Source material:
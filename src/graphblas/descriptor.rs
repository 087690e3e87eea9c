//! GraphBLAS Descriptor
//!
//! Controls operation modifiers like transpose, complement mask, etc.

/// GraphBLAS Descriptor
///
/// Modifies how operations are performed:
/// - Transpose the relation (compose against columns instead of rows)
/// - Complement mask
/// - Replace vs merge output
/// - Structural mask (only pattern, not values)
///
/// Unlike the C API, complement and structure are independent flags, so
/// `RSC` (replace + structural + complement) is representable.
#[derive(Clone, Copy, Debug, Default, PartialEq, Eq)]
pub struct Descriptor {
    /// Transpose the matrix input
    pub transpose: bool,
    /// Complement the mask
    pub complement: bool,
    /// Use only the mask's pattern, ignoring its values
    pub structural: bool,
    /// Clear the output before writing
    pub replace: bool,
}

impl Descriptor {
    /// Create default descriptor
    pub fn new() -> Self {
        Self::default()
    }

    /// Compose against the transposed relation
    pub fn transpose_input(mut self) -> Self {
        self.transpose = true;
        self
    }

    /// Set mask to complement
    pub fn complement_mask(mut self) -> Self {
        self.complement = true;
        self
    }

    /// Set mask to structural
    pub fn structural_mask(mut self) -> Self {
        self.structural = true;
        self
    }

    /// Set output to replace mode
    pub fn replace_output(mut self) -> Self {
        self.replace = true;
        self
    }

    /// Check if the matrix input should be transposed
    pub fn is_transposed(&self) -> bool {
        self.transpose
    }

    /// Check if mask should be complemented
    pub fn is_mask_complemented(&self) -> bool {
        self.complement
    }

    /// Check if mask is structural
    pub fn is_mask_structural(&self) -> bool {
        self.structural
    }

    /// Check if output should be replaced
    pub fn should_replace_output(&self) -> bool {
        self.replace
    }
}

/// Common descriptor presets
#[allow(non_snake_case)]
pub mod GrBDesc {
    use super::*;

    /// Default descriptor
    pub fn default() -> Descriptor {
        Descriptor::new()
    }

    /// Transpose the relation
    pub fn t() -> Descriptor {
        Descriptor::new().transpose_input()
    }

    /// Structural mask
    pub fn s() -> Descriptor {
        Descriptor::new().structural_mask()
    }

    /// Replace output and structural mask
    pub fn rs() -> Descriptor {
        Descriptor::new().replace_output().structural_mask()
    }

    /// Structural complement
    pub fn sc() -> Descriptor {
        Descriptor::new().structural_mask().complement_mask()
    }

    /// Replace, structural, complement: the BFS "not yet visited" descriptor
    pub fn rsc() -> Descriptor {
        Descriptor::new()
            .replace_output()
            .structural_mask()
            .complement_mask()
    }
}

Aim of the exercise:
Each entry is to be retyped exactly as it appears.

Result for this task:
filename src/graphblas/descriptor.rs
repository 087690e3e87eea9c
//! GraphBLAS Descriptor
//!
//! Controls operation modifiers like transpose, complement mask, etc.

/// GraphBLAS Descriptor
///
/// Modifies how operations are performed:
/// - Transpose the relation (compose against columns instead of rows)
/// - Complement mask
/// - Replace vs merge output
/// - Structural mask (only pattern, not values)
///
/// Unlike the C API, complement and structure are independent flags, so
/// `RSC` (replace + structural + complement) is representable.
#[derive(Clone, Copy, Debug, Default, PartialEq, Eq)]
pub struct Descriptor {
    /// Transpose the matrix input
    pub transpose: bool,
    /// Complement the mask
    pub complement: bool,
    /// Use only the mask's pattern, ignoring its values
    pub structural: bool,
    /// Clear the output before writing
    pub replace: bool,
}

impl Descriptor {
    /// Create default descriptor
    pub fn new() -> Self {
        Self::default()
    }

    /// Compose against the transposed relation
    pub fn transpose_input(mut self) -> Self {
        self.transpose = true;
        self
    }

    /// Set mask to complement
    pub fn complement_mask(mut self) -> Self {
        self.complement = true;
        self
    }

    /// Set mask to structural
    pub fn structural_mask(mut self) -> Self {
        self.structural = true;
        self
    }

    /// Set output to replace mode
    pub fn replace_output(mut self) -> Self {
        self.replace = true;
        self
    }

    /// Check if the matrix input should be transposed
    pub fn is_transposed(&self) -> bool {
        self.transpose
    }

    /// Check if mask should be complemented
    pub fn is_mask_complemented(&self) -> bool {
        self.complement
    }

    /// Check if mask is structural
    pub fn is_mask_structural(&self) -> bool {
        self.structural
    }

    /// Check if output should be replaced
    pub fn should_replace_output(&self) -> bool {
        self.replace
    }
}

/// Common descriptor presets
#[allow(non_snake_case)]
pub mod GrBDesc {
    use super::*;

    /// Default descriptor
    pub fn default() -> Descriptor {
        Descriptor::new()
    }

    /// Transpose the relation
    pub fn t() -> Descriptor {
        Descriptor::new().transpose_input()
    }

    /// Structural mask
    pub fn s() -> Descriptor {
        Descriptor::new().structural_mask()
    }

    /// Replace output and structural mask
    pub fn rs() -> Descriptor {
        Descriptor::new().replace_output().structural_mask()
    }

    /// Structural complement
    pub fn sc() -> Descriptor {
        Descriptor::new().structural_mask().complement_mask()
    }

    /// Replace, structural, complement: the BFS "not yet visited" descriptor
    pub fn rsc() -> Descriptor {
        Descriptor::new()
            .replace_output()
            .structural_mask()
            .complement_mask()
    }
}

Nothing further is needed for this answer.